Suprun inspired a foundation for a new health care system that provides an alternative to one conceived in Soviet times, and which now has the opportunity to employ modern management practices, techniques, and technological innovation.
Ukraine’s 44 million citizens have been given the opportunity to choose their own doctor, which millions have done.
These same values led her to establish and employ transparent processes of tendering in pharmaceutical purchasing that would ensure financial accountability.
During her tenure, Suprun has recalibrated the philosophy and practices of a major federal ministry, illustrating, and so proving, that institutional reform at the ministry level, is possible.
In one way, she not only established a viable “alternative,” but provided a new model of governance, one that provides an example to other ministries.
In doing so, she provoked, by identifying and exposing how “public criminals” abuse and take advantage of public budgets, and so wounding the aspirations of a corrupt medical establishment who governed by corrupt practices and leveraged personal relationships to do so.
The showdown at the administrative courthouse, or rather, the public charade that outwardly seemed to take on the nature of a legal confrontation, between the forces of transformative reform and those that resist any structural change, was an example of the failure of Ukraine’s still untransformed post-Maidan political culture.

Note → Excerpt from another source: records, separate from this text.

impl EventLoopEngine {
    /// Engine with the given capacity limits, keeping all history.
    pub fn new(limits: EngineLimits) -> Self {
        Self::with_retention(limits, RetentionPolicy::KeepAll)
    }

    /// Engine with an explicit history retention policy.
    pub fn with_retention(limits: EngineLimits, retention: RetentionPolicy) -> Self {
        let mut engine = Self {
            state: EngineState::initial(limits),
            limits,
            history: ExecutionHistory::new(retention),
            events: EventLog::new(),
            timings: TickTimings::default(),
            listeners: ListenerRegistry::new(),
            ticking: false,
        };
        engine.reset();
        engine
    }

    /// Discards all state, history and events; records tick 0.
    ///
    /// Tick listeners stay registered.
    pub fn reset(&mut self) {
        self.state = EngineState::initial(self.limits);
        self.history.clear();
        self.events.clear();
        self.timings = TickTimings::default();
        self.commit_history();
        debug!("engine reset");
    }

    /// Current state.
    pub fn state(&self) -> &EngineState {
        &self.state
    }

    /// Configured limits.
    pub fn limits(&self) -> EngineLimits {
        self.limits
    }

    /// Retained history.
    pub fn history(&self) -> &ExecutionHistory {
        &self.history
    }

    /// Event log.
    pub fn events(&self) -> &EventLog {
        &self.events
    }

    /// Wall-clock tick measurements.
    pub fn timings(&self) -> TickTimings {
        self.timings
    }

    /// Copy of the retained history in tick order.
    pub fn execution_history(&self) -> Vec<std::sync::Arc<HistoryEntry>> {
        self.history.entries()
    }

    /// Registers a listener invoked after every committed tick.
    pub fn on_tick<F>(&self, listener: F) -> Unsubscribe
    where
        F: Fn(&EngineState) + Send + Sync + 'static,
    {
        self.listeners.subscribe(listener)
    }

    // ── Queue operations ────────────────────────────────────────────────

    /// Pushes a synchronous frame onto the call stack.
    pub fn push_call_stack(&mut self, spec: TaskSpec) -> Result<TaskId, EngineError> {
        let id = self.state.peek_task_id();
        let frame = Task::frame(id, spec, self.state.tick);
        let name = frame.name().to_owned();
        let depth = self.state.queues.push_call_stack(frame)?;
        self.after_insert(id, depth, EventKind::CallStackPush, name);
        Ok(id)
    }

    /// Pops the top frame, executing it (its follow-ups are enqueued).
    pub fn pop_call_stack(&mut self) -> Result<Task, EngineError> {
        let frame = self.state.queues.pop_call_stack()?;
        self.events.record(
            self.state.tick,
            EventKind::CallStackPop,
            Some(frame.id()),
            frame.name(),
        );
        self.execute(&frame);
        self.refresh_history();
        Ok(frame)
    }

    /// Enqueues a microtask.
    pub fn enqueue_microtask(
        &mut self,
        spec: TaskSpec,
        priority: Priority,
    ) -> Result<TaskId, EngineError> {
        let id = self.state.peek_task_id();
        let task = Task::microtask(id, spec, priority, self.state.tick);
        let name = task.name().to_owned();
        let len = self.state.queues.enqueue_microtask(task)?;
        self.after_insert(id, len, EventKind::MicrotaskEnqueued, name);
        Ok(id)
    }

    /// Enqueues a macrotask with the given timer delay.
    pub fn enqueue_macrotask(&mut self, spec: TaskSpec, delay: u64) -> Result<TaskId, EngineError> {
        let id = self.state.peek_task_id();
        let task = Task::macrotask(id, spec, delay, self.state.tick);
        let name = task.name().to_owned();
        let len = self.state.queues.enqueue_macrotask(task)?;
        self.after_insert(id, len, EventKind::MacrotaskEnqueued, name);
        Ok(id)
    }

    fn after_insert(&mut self, id: TaskId, len: usize, kind: EventKind, name: String) {
        self.state.next_task_id += 1;
        if kind == EventKind::CallStackPush {
            self.state.stats.max_call_stack_depth = self.state.stats.max_call_stack_depth.max(len);
        }
        self.events.record(self.state.tick, kind, Some(id), name);
        if self.state.phase == Phase::Completed {
            self.set_phase(Phase::Idle);
        }
        if !self.ticking {
            self.refresh_history();
        }
    }

    // ── Control plane ───────────────────────────────────────────────────

    /// Adds a breakpoint. Returns `false` if it was already set.
    pub fn set_breakpoint(&mut self, tick: u64) -> bool {
        self.state.breakpoints.insert(tick)
    }

    /// Removes a breakpoint. Returns `false` if it was not set.
    pub fn clear_breakpoint(&mut self, tick: u64) -> bool {
        self.state.breakpoints.remove(&tick)
    }

    /// True when the current tick is a breakpoint.
    pub fn at_breakpoint(&self) -> bool {
        self.state.breakpoints.contains(&self.state.tick)
    }

    /// Sets the paused flag.
    pub fn set_paused(&mut self, paused: bool) {
        self.state.is_paused = paused;
    }

    /// Sets the running flag.
    pub fn set_running(&mut self, running: bool) {
        self.state.is_running = running;
    }

    // ── Ticking ─────────────────────────────────────────────────────────

    /// Performs one phase transition and records it.
    ///
    /// On `completed` this is a no-op that returns the terminal state.
    pub fn tick(&mut self) -> Result<&EngineState, EngineError> {
        if self.state.phase == Phase::Completed {
            return Ok(&self.state);
        }
        let started = Instant::now();
        self.transact(|engine| {
            engine.state.tick += 1;
            engine.advance()
        })?;
        self.commit_history();
        self.timings.record(started.elapsed());
        debug!(
            tick = self.state.tick,
            phase = %self.state.phase,
            stack = self.state.queues.call_stack.len(),
            microtasks = self.state.queues.microtasks.len(),
            macrotasks = self.state.queues.macrotasks.len(),
            "tick committed"
        );
        self.listeners.notify(&self.state);
        Ok(&self.state)
    }

    /// Runs one tick body against the live state. On error the state and the
    /// event log are put back as they were, so nothing of the tick remains.
    fn transact<F>(&mut self, body: F) -> Result<(), EngineError>
    where
        F: FnOnce(&mut Self) -> Result<(), EngineError>,
    {
        let before = self.state.clone();
        let cursor = self.events.len();
        self.ticking = true;
        let result = body(self);
        self.ticking = false;
        if let Err(err) = &result {
            warn!(tick = before.tick + 1, %err, "tick rolled back");
            self.state = before;
            self.events.truncate(cursor);
        }
        result
    }

    fn advance(&mut self) -> Result<(), EngineError> {
        match self.state.phase {
            Phase::Idle => {
                if self.state.queues.call_stack.is_empty() {
                    self.set_phase(Phase::MicrotaskDrain);
                } else {
                    self.set_phase(Phase::Executing);
                }
            }
            Phase::Executing => {
                while let Ok(frame) = self.state.queues.pop_call_stack() {
                    self.execute(&frame);
                }
                self.set_phase(Phase::MicrotaskDrain);
            }
            Phase::MicrotaskDrain => {
                if self.state.queues.microtasks.is_empty() {
                    self.set_phase(Phase::MacrotaskPick);
                } else {
                    while let Ok(task) = self.state.queues.dequeue_microtask() {
                        self.execute(&task);
                    }
                }
            }
            Phase::MacrotaskPick => self.pick_macrotask()?,
            Phase::Completed => {
                return Err(EngineError::InternalCorruption(
                    "advance called on a completed engine",
                ))
            }
        }
        Ok(())
    }

    fn pick_macrotask(&mut self) -> Result<(), EngineError> {
        let queues = &self.state.queues;
        if !queues.macrotasks.is_empty() {
            if queues.call_stack.is_full() {
                let capacity = queues.call_stack.capacity();
                self.capacity_failure(None, &QueueError::CallStackOverflow { capacity });
                self.set_phase(Phase::Executing);
                return Ok(());
            }
            let task = self.state.queues.dequeue_macrotask()?;
            self.events.record(
                self.state.tick,
                EventKind::MacrotaskPicked,
                Some(task.id()),
                task.name(),
            );
            let depth = self.state.queues.push_call_stack(task)?;
            self.state.stats.max_call_stack_depth = self.state.stats.max_call_stack_depth.max(depth);
            self.set_phase(Phase::Executing);
        } else if !queues.call_stack.is_empty() {
            self.set_phase(Phase::Executing);
        } else if !queues.microtasks.is_empty() {
            self.set_phase(Phase::MicrotaskDrain);
        } else {
            self.set_phase(Phase::Completed);
            self.state.is_running = false;
            self.events
                .record(self.state.tick, EventKind::Completed, None, "all queues empty");
        }
        Ok(())
    }

    fn execute(&mut self, task: &Task) {
        self.state.stats.total_executed += 1;
        let kind = match task.kind() {
            TaskKind::Microtask => EventKind::MicrotaskExecuted,
            TaskKind::CallstackFrame | TaskKind::Macrotask => EventKind::FrameExecuted,
        };
        self.events
            .record(self.state.tick, kind, Some(task.id()), task.name());
        for schedule in task.schedules() {
            self.materialize(schedule.clone(), task.id());
        }
    }

    fn materialize(&mut self, schedule: Schedule, parent: TaskId) {
        let outcome = match schedule {
            Schedule::Microtask { task, priority } => self.enqueue_microtask(task, priority),
            Schedule::Macrotask { task, delay } => self.enqueue_macrotask(task, delay),
        };
        if let Err(EngineError::Queue(err)) = outcome {
            self.capacity_failure(Some(parent), &err);
        }
    }

    fn capacity_failure(&mut self, task: Option<TaskId>, err: &QueueError) {
        self.state.stats.error_count += 1;
        warn!(tick = self.state.tick, %err, "follow-up dropped");
        self.events.record(
            self.state.tick,
            EventKind::CapacityExceeded,
            task,
            err.to_string(),
        );
    }

    fn set_phase(&mut self, next: Phase) {
        let prev = self.state.phase;
        if prev == next {
            return;
        }
        self.state.phase = next;
        self.events.record(
            self.state.tick,
            EventKind::PhaseChanged,
            None,
            format!("{prev} -> {next}"),
        );
    }

    fn commit_history(&mut self) {
        self.history
            .push(HistoryEntry::record(self.state.clone(), self.events.len()));
    }

    fn refresh_history(&mut self) {
        self.history
            .replace_last(HistoryEntry::record(self.state.clone(), self.events.len()));
    }

    // ── Time travel ─────────────────────────────────────────────────────

    /// Restores the state recorded at `tick` and truncates everything after it.
    ///
    /// Breakpoints and the paused flag are kept as they are now; the running
    /// flag is cleared.
    pub fn rewind_to_tick(&mut self, tick: u64) -> Result<&EngineState, EngineError> {
        let entry = self
            .history
            .get(tick)
            .cloned()
            .ok_or(EngineError::HistoryUnavailable { tick })?;
        if !entry.verify() {
            return Err(EngineError::HistoryCorrupted { tick });
        }
        let breakpoints = std::mem::take(&mut self.state.breakpoints);
        let paused = self.state.is_paused;
        self.state = entry.state.clone();
        self.state.breakpoints = breakpoints;
        self.state.is_paused = paused;
        self.state.is_running = false;
        self.history.truncate_after(tick);
        self.events.truncate(entry.event_cursor);
        debug!(tick, "rewound");
        Ok(&self.state)
    }

    /// Captures state, history and events.
    pub fn capture(&self) -> EngineCapture {
        EngineCapture {
            state: self.state.clone(),
            history: self.history.clone(),
            events: self.events.clone(),
        }
    }

    /// Replaces state, history and events with a capture.
    ///
    /// The running flag is cleared; everything else comes from the capture.
    pub fn restore(&mut self, capture: EngineCapture) {
        self.state = capture.state;
        self.state.is_running = false;
        self.history = capture.history;
        self.events = capture.events;
        debug!(tick = self.state.tick, "restored capture");
    }
}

This culture does not use facts or rhetorical techniques to challenge a public policy with which one disagrees within a legislative body, but rather attacks a political opponent through personal defamation, casting doubt upon the integrity of another’s character and motives, especially one who has strived, with sincerity, to pursue the public good.
Was this action solely an effort to discredit Suprun? Could this operation be judged as an act against fundamental transformative change? Yes to both.
The facts suggest that this was another chapter in Ukraine’s ongoing struggle pitting the oligarchs and clans of the ruling class against those whose chief aim is to seek solutions that reflect the values, economic interests, and needs of the public they serve.
Yuri Polakiwsky is a Kyiv-based writer and author of “Ukraine – A Lament of a Promise.”